Nine variants identified in Kir2.1 were located in the C-terminal intracytoplasmic tails. There is no hotspot variant in KCNJ2 identified in this Chinese cohort. These regions are considered to play an important role in maintaining normal function; thus, these mutations likely disrupt the ion channels. Of these mutations, p.Pro186Thr, p.Arg189Ser, p.Gly215Asp and p.Arg218Trp are located at sites in which Kir2.1 and phosphatidylinositol-4,5-bisphosphate (PIP2) combine, which likely abolishes the direct and specific activation of Kir2.1 [24]. Two highly frequent missense variants, i.e.,p.Arg528His and p.Arg1239His in CACNA1S gene were observed in two patients. According to previous reports, patients with these two mutations have a late onset age of 17.2 ± 4.0 and 15.8 ± 8.8 years compared with that of other HypoPP cases [25, 26].

RYR1 gene has originally been reported to be responsible for congenital myopathy and malignant hyperthermia. Two missense mutations of the RYR1 gene were demonstrated in two independent cases with PP in our cohort. The first mutation p.Glu2764Lys was previously found in a patient with malignant hyperthermia [27]. Another mutation p.Ala4143Val was novel with a Polyphen-2score of 0.991 and a SIFT prediction score of 0. This mutation is located in the Malignant hyperthermia domain III (exon 90–104). In a previous study, A homozygous RYR1 mutation (c.8816G > A p.Arg2939Lys) in skeletal muscle was responsible for a 35-year-old male with congenital myopathy as well as a typical periodic paralysis [3]. A discrepancy was demonstrated that the c.8816G > A nucleotide change was heterozygous at the genomic level. However, in our cases with RYR1 heterozygous mutations, it needs further analysis with patient-derived skeletal muscle and cell models to establish the relationship between the RYR1 variants and the phenotype.

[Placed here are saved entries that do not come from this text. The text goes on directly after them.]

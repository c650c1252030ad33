//! bootplane - a self-contained network-boot appliance in Rust
//!
//! This library lets a diskless client, typically a legacy workstation
//! emitting RARP and expecting BOOTP/TFTP/NFSv2, discover its IP address,
//! download a bootloader and mount a boot image, all from one host
//! interface.
//!
//! ## Servers
//!
//! - RARP responder (RFC 903) on a raw packet socket
//! - BOOTP/DHCP responder (RFC 951/2131) on UDP/67
//! - TFTP read-only server (RFC 1350) on UDP/69
//! - Portmap v2 (RFC 1057 Appendix A) on UDP/111
//! - MOUNT v1 and NFSv2 (RFC 1094) on UDP/20048 and UDP/2049
//! - Optional single-file HTTP fallback and an XID-correlated RPC UDP
//!   relay for fronting an upstream NFS server
//!
//! ## Shared state
//!
//! Two pieces of state tie the servers together and are injected into
//! each of them, never reached through globals:
//!
//! - `allocator`: the MAC to IPv4 table shared by RARP and BOOTP, so the
//!   same client gets the same address whichever protocol it speaks first.
//!
//! - `handle`: the file-handle table shared by MOUNT and NFS, mapping the
//!   32-byte opaque handles on the wire to canonical paths.
//!
//! ## Protocol layering
//!
//! The RPC-side protocols live under `protocol`: `protocol::xdr` holds the
//! wire codec (RFC 4506) and per-protocol types, `protocol::rpc` the call
//! framing and per-datagram context, and `protocol::nfs` the procedure
//! handlers, dispatched from the shared UDP transport in `udp`.
//!
//! ## Standards Compliance
//!
//! This implementation follows these RFCs:
//! - RFC 903: Reverse Address Resolution Protocol
//! - RFC 951 / RFC 2131: Bootstrap Protocol / DHCP
//! - RFC 1350: The TFTP Protocol (revision 2)
//! - RFC 1057: RPC: Remote Procedure Call Protocol Specification Version 2
//! - RFC 1094: NFS: Network File System Protocol Specification (v2 + MOUNT)
//! - RFC 4506: XDR: External Data Representation Standard

pub mod allocator;
pub mod bootp;
pub mod fs_util;
pub mod handle;
pub mod http;
pub mod iface;
pub mod protocol;
pub mod proxy;
pub mod rarp;
pub mod tftp;
pub mod udp;

pub use protocol::xdr;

Using this NGS panel, we possibly expanded the spectrum of genotypes associated with PP (Fig. 4). NGS is not a perfect tool but is a method under development for discovering new mutations that may be involved in disease conditions. By including primary myopathy/muscle dystrophy genes in the panel, we increased the diagnostic yield from 61.67% (37/60) to 65.0% (39/60) in screening primary PP patients. But for some rare variants like RYR1 variants, the functional analysis is required for further confirmation of the causality.

Fig. 4
figure 4

The distribution of identified primary periodic paralysis related proteins

Still, we were unable to achieve a definite diagnosis in the remaining 21(35.0%) cases. The relatively low depth and coverage in the GC-rich sequences of certain genes, which are likely causal CNV variations, and unknown genes may contribute to major causes of the panel-negative cases. Hopefully, solving the phenotype positive/genotype negative mystery cases will shed new light regarding novel pathogenic mechanisms underlying the remaining cases of primary PP.

Conclusions

Using targeted NGS, we achieved a diagnostic success rate of 65% in a cohort of primary PP patients. We expanded the spectrum of genotypes of primary PP and clinical phenotypes of known myopathy-related genes. We’d like to attribute this diagnostic rate to the inclusive strategy of screening for other causal factors of hypokalaemic muscle weakness and performing accurate clinical examinations and history inquiries prior to the interpretation of the NGS results.